▶ What needs to be done:
For each line below that holds the string "opendes", add one to a tally; report that tally alone.

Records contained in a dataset
//! HTTP client for the OSDU data platform
//!
//! One [`AdmeClient`] is built per run and shared by reference between all
//! in-flight tasks. It holds a single `reqwest::Client` plus the bearer token
//! and partition id, and is never mutated after construction.

use async_trait::async_trait;
use reqwest::{Client, RequestBuilder, StatusCode};
use serde_json::{json, Value};
use std::time::Duration;
use thiserror::Error;
use tracing::{debug, instrument};

use crate::config::IngestConfig;

/// Default timeout for a single HTTP request in seconds
pub const DEFAULT_REQUEST_TIMEOUT_SECS: u64 = 300;

// ============================================================================
// Errors
// ============================================================================

/// Whether a failed call is worth repeating
#[derive(Clone, Copy, Debug, PartialEq, Eq)]
pub enum ErrorClass {
    /// Network failure, timeout, 5xx, 429
    Transient,
    /// Any other rejection; repeating the call gives the same answer
    Permanent,
}

#[derive(Error, Debug, Clone, PartialEq)]
pub enum RemoteError {
    #[error("network error: {0}")]
    Network(String),

    #[error("request timed out after {0:?}")]
    Timeout(Duration),

    #[error("API error: {status} - {body}")]
    Status { status: u16, body: String },

    #[error("content is not valid UTF-8: {0}")]
    InvalidContent(String),

    #[error("invalid response: {0}")]
    InvalidResponse(String),

    #[error("content unavailable: {0}")]
    ContentUnavailable(String),

    #[error("client setup failed: {0}")]
    Setup(String),
}

impl RemoteError {
    pub fn class(&self) -> ErrorClass {
        match self {
            RemoteError::Network(_) | RemoteError::Timeout(_) => ErrorClass::Transient,
            RemoteError::Status { status, .. } => {
                if *status == StatusCode::TOO_MANY_REQUESTS.as_u16() || *status >= 500 {
                    ErrorClass::Transient
                } else {
                    ErrorClass::Permanent
                }
            },
            RemoteError::InvalidContent(_)
            | RemoteError::InvalidResponse(_)
            | RemoteError::ContentUnavailable(_)
            | RemoteError::Setup(_) => ErrorClass::Permanent,
        }
    }

    pub fn is_transient(&self) -> bool {
        self.class() == ErrorClass::Transient
    }

    /// HTTP status carried by the error, if the server answered
    pub fn status(&self) -> Option<u16> {
        match self {
            RemoteError::Status { status, .. } => Some(*status),
            _ => None,
        }
    }
}

impl From<reqwest::Error> for RemoteError {
    fn from(err: reqwest::Error) -> Self {
        if err.is_decode() {
            RemoteError::InvalidResponse(err.to_string())
        } else if err.is_builder() {
            RemoteError::Setup(err.to_string())
        } else {
            RemoteError::Network(err.to_string())
        }
    }
}

// ============================================================================
// Remote API seam
// ============================================================================

/// The remote ingestion call the orchestrator drives.
#[async_trait]
pub trait IngestionApi: Send + Sync {
    /// Upload one manifest with its text content and return the service response.
    async fn ingest(&self, manifest: &Value, content: &str) -> Result<Value, RemoteError>;
}

/// Raw answer to an administrative call
#[derive(Debug, Clone, PartialEq)]
pub struct RawResponse {
    pub status: u16,
    /// JSON when the body parses as JSON, otherwise the text; `None` when empty
    pub body: Option<Value>,
}

impl RawResponse {
    async fn read(response: reqwest::Response) -> Result<Self, RemoteError> {
        let status = response.status().as_u16();
        let text = response.text().await?;
        let body = if text.is_empty() {
            None
        } else {
            Some(serde_json::from_str(&text).unwrap_or(Value::String(text)))
        };
        Ok(Self { status, body })
    }
}

// ============================================================================
// Client
// ============================================================================

#[derive(Debug, Clone)]
pub struct AdmeClient {
    http: Client,
    endpoint: String,
    access_token: String,
    data_partition_id: String,
}

impl AdmeClient {
    pub fn new(
        endpoint: impl Into<String>,
        access_token: impl Into<String>,
        data_partition_id: impl Into<String>,
        request_timeout: Duration,
    ) -> Result<Self, RemoteError> {
        let http = Client::builder()
            .timeout(request_timeout)
            .build()
            .map_err(|e| RemoteError::Setup(e.to_string()))?;

        Ok(Self {
            http,
            endpoint: endpoint.into().trim_end_matches('/').to_string(),
            access_token: access_token.into(),
            data_partition_id: data_partition_id.into(),
        })
    }

    pub fn from_config(config: &IngestConfig) -> Result<Self, RemoteError> {
        Self::new(
            &config.endpoint,
            &config.credentials.access_token,
            &config.data_partition_id,
            Duration::from_secs(DEFAULT_REQUEST_TIMEOUT_SECS),
        )
    }

    pub fn endpoint(&self) -> &str {
        &self.endpoint
    }

    pub fn data_partition_id(&self) -> &str {
        &self.data_partition_id
    }

    fn authorized(&self, request: RequestBuilder) -> RequestBuilder {
        request.bearer_auth(&self.access_token)
    }

    fn partitioned(&self, request: RequestBuilder) -> RequestBuilder {
        self.authorized(request)
            .header("data-partition-id", &self.data_partition_id)
    }

    /// `PUT {endpoint}/api/dataset/v1/registerDataset`
    #[instrument(skip(self, payload))]
    pub async fn register_dataset(&self, payload: &Value) -> Result<RawResponse, RemoteError> {
        let url = format!("{}/api/dataset/v1/registerDataset", self.endpoint);
        let response = self.partitioned(self.http.put(&url)).json(payload).send().await?;
        RawResponse::read(response).await
    }

    /// `POST {endpoint}/api/storage/v2/records/{id}:delete`
    #[instrument(skip(self))]
    pub async fn delete_record(&self, record_id: &str) -> Result<RawResponse, RemoteError> {
        let url = format!("{}/api/storage/v2/records/{}:delete", self.endpoint, record_id);
        let response = self
            .partitioned(self.http.post(&url))
            .header("Content-Type", "application/json")
            .send()
            .await?;
        RawResponse::read(response).await
    }
}

#[async_trait]
impl IngestionApi for AdmeClient {
    async fn ingest(&self, manifest: &Value, content: &str) -> Result<Value, RemoteError> {
        let url = format!("{}/ingest", self.endpoint);
        debug!(url = %url, bytes = content.len(), "Uploading manifest");

        let response = self
            .authorized(self.http.post(&url))
            .json(&json!({ "manifest": manifest, "content": content }))
            .send()
            .await?;

        let status = response.status();
        if status != StatusCode::OK {
            let body = response.text().await.unwrap_or_default();
            return Err(RemoteError::Status {
                status: status.as_u16(),
                body,
            });
        }

        let text = response.text().await?;
        serde_json::from_str(&text).map_err(|e| RemoteError::InvalidResponse(e.to_string()))
    }
}

#[cfg(test)]
#[allow(clippy::unwrap_used, clippy::expect_used)]
mod tests {
    use super::*;
    use wiremock::matchers::{body_json, header, method, path};
    use wiremock::{Mock, MockServer, ResponseTemplate};

    fn client(server: &MockServer) -> AdmeClient {
        AdmeClient::new(server.uri(), "token-123", "opendes", Duration::from_secs(5)).unwrap()
    }

    #[test]
    fn test_error_classes() {
        let status = |status| RemoteError::Status {
            status,
            body: String::new(),
        };
        assert!(status(500).is_transient());
        assert!(status(503).is_transient());
        assert!(status(429).is_transient());
        assert!(!status(400).is_transient());
        assert!(!status(401).is_transient());
        assert!(!status(404).is_transient());
        assert!(RemoteError::Network("reset".into()).is_transient());
        assert!(RemoteError::Timeout(Duration::from_secs(1)).is_transient());
        assert!(!RemoteError::InvalidContent("bad".into()).is_transient());
        assert_eq!(status(418).status(), Some(418));
    }

    #[tokio::test]
    async fn test_ingest_posts_manifest_and_content() {
        let server = MockServer::start().await;
        Mock::given(method("POST"))
            .and(path("/ingest"))
            .and(header("authorization", "Bearer token-123"))
            .and(body_json(json!({"manifest": {"kind": "k"}, "content": "hello"})))
            .respond_with(ResponseTemplate::new(200).set_body_json(json!({"id": "rec-1"})))
            .expect(1)
            .mount(&server)
            .await;

        let response = client(&server)
            .ingest(&json!({"kind": "k"}), "hello")
            .await
            .unwrap();
        assert_eq!(response["id"], "rec-1");
    }

    #[tokio::test]
    async fn test_ingest_non_200_is_status_error() {
        let server = MockServer::start().await;
        Mock::given(method("POST"))
            .and(path("/ingest"))
            .respond_with(ResponseTemplate::new(201).set_body_string("created elsewhere"))
            .mount(&server)
            .await;

        let err = client(&server).ingest(&json!({}), "x").await.unwrap_err();
        assert_eq!(
            err,
            RemoteError::Status {
                status: 201,
                body: "created elsewhere".to_string()
            }
        );
        assert!(!err.is_transient());
    }

    #[tokio::test]
    async fn test_ingest_non_json_success_is_permanent() {
        let server = MockServer::start().await;
        Mock::given(method("POST"))
            .and(path("/ingest"))
            .respond_with(ResponseTemplate::new(200).set_body_string("ok"))
            .mount(&server)
            .await;

        let err = client(&server).ingest(&json!({}), "x").await.unwrap_err();
        assert!(matches!(err, RemoteError::InvalidResponse(_)));
    }

    #[tokio::test]
    async fn test_unreachable_server_is_transient() {
        let client =
            AdmeClient::new("http://127.0.0.1:1", "t", "p", Duration::from_secs(2)).unwrap();
        let err = client.ingest(&json!({}), "x").await.unwrap_err();
        assert!(err.is_transient(), "{err:?}");
    }

    #[tokio::test]
    async fn test_register_dataset_sends_partition_header() {
        let server = MockServer::start().await;
        Mock::given(method("PUT"))
            .and(path("/api/dataset/v1/registerDataset"))
            .and(header("data-partition-id", "opendes"))
            .and(header("authorization", "Bearer token-123"))
            .respond_with(
                ResponseTemplate::new(201)
                    .set_body_json(json!({"datasetRegistries": [{"id": "opendes:dataset--File.Generic:1"}]})),
            )
            .mount(&server)
            .await;

        let response = client(&server).register_dataset(&json!({})).await.unwrap();
        assert_eq!(response.status, 201);
        assert_eq!(
            response.body.unwrap()["datasetRegistries"][0]["id"],
            "opendes:dataset--File.Generic:1"
        );
    }

    #[tokio::test]
    async fn test_delete_record_empty_body() {
        let server = MockServer::start().await;
        Mock::given(method("POST"))
            .and(path("/api/storage/v2/records/rec-9:delete"))
            .respond_with(ResponseTemplate::new(204))
            .mount(&server)
            .await;

        let response = client(&server).delete_record("rec-9").await.unwrap();
        assert_eq!(response, RawResponse { status: 204, body: None });
    }
}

▶ Result of the exercise:
4